[WIP] Improve performance on x86 #295

TheSteveHan · 2023-03-19T14:48:11Z

Someone please take over this pull request?

Unfortunately, I'm quite behind on a few other obligations so I won't be able to continue exploring here. Feel free to take this as an inspiration and make a production ready version!

I did some initial exploration on various ways to squeeze more performance out of the main loop on my ubuntu desktop with an i7-7700k CPU.

Code was complied with gcc-10 and invoked with
./main -m ./models/7B/ggml-model-q4_0.bin -s 1679164839 -m ./models/7B/ggml-model-q4_0.bin -n 1280

Since inference is usually memory bound, I specifically looked for ways to improve memory access.
Seems like a combination of prefetch +CPU pinning + unroll can improve the performance by up to ~25%

These changes here is only tested on my machine and I suspect the code won't even compile for other platforms.

sw · 2023-03-19T20:14:32Z

This worked with gcc 11.3 but gave only a slight improvement. I've been looking at that function as well since it's clearly the hotspot. I was playing around with the AVX2 instructions but it seems to be pretty much memory-bound.

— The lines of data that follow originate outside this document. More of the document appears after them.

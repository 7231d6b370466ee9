use bridge_hub::config::{load_config, Config};
use bridge_hub::http::{self, AppState};
use bridge_hub::Coordinator;
use parking_lot::Mutex;
use std::fs::OpenOptions;
use std::io::{self, Write};
use std::net::SocketAddr;
use std::sync::Arc;
use tracing::{error, info};
use tracing_subscriber::fmt::writer::BoxMakeWriter;
use tracing_subscriber::EnvFilter;

#[tokio::main]
async fn main() {
    let config = load_config();
    let _log_guard = init_logging(&config);
    let addr: SocketAddr = match config.addr.parse() {
        Ok(value) => value,
        Err(err) => {
            error!(event = "invalid_addr", error = %err, addr = %config.addr);
            return;
        }
    };
    if !addr.ip().is_loopback() && !config.transport.allow_remote {
        error!(event = "invalid_addr", addr = %config.addr, reason = "non-loopback without --allow-remote");
        return;
    }

    let coordinator = Coordinator::start(config.coordinator.clone());
    let state = AppState {
        coordinator: coordinator.clone(),
        settings: config.transport.clone(),
    };

    let listener = match tokio::net::TcpListener::bind(addr).await {
        Ok(value) => value,
        Err(err) => {
            error!(event = "hub_error", error = %err);
            return;
        }
    };

    info!(
        event = "hub_start",
        addr = %config.addr,
        heartbeat_ms = config.coordinator.heartbeat.interval.as_millis() as u64,
        missed_heartbeats = config.coordinator.heartbeat.missed_threshold,
        request_timeout_ms = config.coordinator.request_timeout.as_millis() as u64,
        max_failover_attempts = config.coordinator.max_failover_attempts
    );

    let drain = config.coordinator.shutdown_drain;
    let stopper = coordinator.clone();
    tokio::spawn(async move {
        let _ = tokio::signal::ctrl_c().await;
        info!(event = "shutdown_requested");
        stopper.shutdown(drain).await;
    });
    let mut stopped = coordinator.shutdown_signal();
    let shutdown = async move {
        let _ = stopped.wait_for(|done| *done).await;
    };

    if let Err(err) = http::serve(listener, state, shutdown).await {
        error!(event = "hub_error", error = %err);
    }
    info!(event = "hub_stop");
}

fn init_logging(config: &Config) -> Option<LogGuard> {
    let level = if config.debug {
        "debug".to_string()
    } else if let Ok(level) = std::env::var("BRIDGE_LOG_LEVEL") {
        level
    } else {
        "info".to_string()
    };

    let filter = EnvFilter::try_from_default_env().unwrap_or_else(|_| EnvFilter::new(level));
    let writer = match open_log_file(config) {
        Ok(log_guard) => log_guard,
        Err(err) => {
            eprintln!("log_file_error: {err}");
            LogGuard { file: None }
        }
    };
    let file = writer.file.clone();
    let make_writer = BoxMakeWriter::new(move || MultiWriter::new(file.clone()));
    let subscriber = tracing_subscriber::fmt()
        .with_env_filter(filter)
        .with_writer(make_writer)
        .finish();
    if tracing::subscriber::set_global_default(subscriber).is_err() {
        return None;
    }
    Some(writer)
}

struct LogGuard {
    file: Option<Arc<Mutex<std::fs::File>>>,
}

/// Tees log lines to stdout and the optional log file.
struct MultiWriter {
    stdout: io::Stdout,
    file: Option<Arc<Mutex<std::fs::File>>>,
}

impl MultiWriter {
    fn new(file: Option<Arc<Mutex<std::fs::File>>>) -> Self {
        Self {
            stdout: io::stdout(),
            file,
        }
    }
}

impl Write for MultiWriter {
    fn write(&mut self, buf: &[u8]) -> io::Result<usize> {
        let _ = self.stdout.write_all(buf);
        if let Some(file) = &self.file {
            let _ = file.lock().write_all(buf);
        }
        Ok(buf.len())
    }

    fn flush(&mut self) -> io::Result<()> {
        let _ = self.stdout.flush();
        if let Some(file) = &self.file {
            let _ = file.lock().flush();
        }
        Ok(())
    }
}

fn open_log_file(config: &Config) -> io::Result<LogGuard> {
    let Some(dir) = &config.log_dir else {
        return Ok(LogGuard { file: None });
    };
    std::fs::create_dir_all(dir)?;
    let path = dir.join(format!("bridge-hub-{}.log", config.port()));
    let file = OpenOptions::new().create(true).append(true).open(path)?;
    Ok(LogGuard {
        file: Some(Arc::new(Mutex::new(file))),
    })
}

I tried using _mm256_maddubs_epi16 as described here, but didn't see a consistent improvement.

TheSteveHan · 2023-03-19T23:06:07Z

This worked with gcc 11.3 but gave only a slight improvement. I've been looking at that function as well since it's clearly the hotspot. I was playing around with the AVX2 instructions but it seems to be pretty much memory-bound.

I tried using _mm256_maddubs_epi16 as described here, but didn't see a consistent improvement.

The hard coded 32 in the prefetch distance is quite arbitrary. I wonder if different numbers would work better for your machine.

As you reach the limit of your machine, other stuff you have running would start to create more variation of the measured performance too. So you might have to run it multiple times and compare the best performances. The original code runs very consistently at ~425+-5 ms/token for me, however the modified version varies between 340 and 380 between runs for me.

blackhole89 · 2023-03-21T22:00:40Z

I was independently trying to do something similar on the Q4_1 code here. I managed to squeeze out somewhere around 5% more performance by rearranging the SIMD math and avoiding a double load on the constant offsets, but saw no improvements from prefetching anything on my setup (a Skylake mobile Xeon, GCC 11).

TheSteveHan · 2023-03-21T23:51:38Z

but saw no improvements from prefetching anything on my setup (a Skylake mobile Xeon, GCC 11).

I took a quick look at wiki for Skylake mobile Xeon, looks like the L3 cache size there (8MB) is less than the L1 cache (13MB) on this i7700 desktop chip. The prefetch distance in this PR might be way too far for your chip? Here it's also trying to prefetch in to L1, you might have better luck prefetching into L3 given the smaller cache size?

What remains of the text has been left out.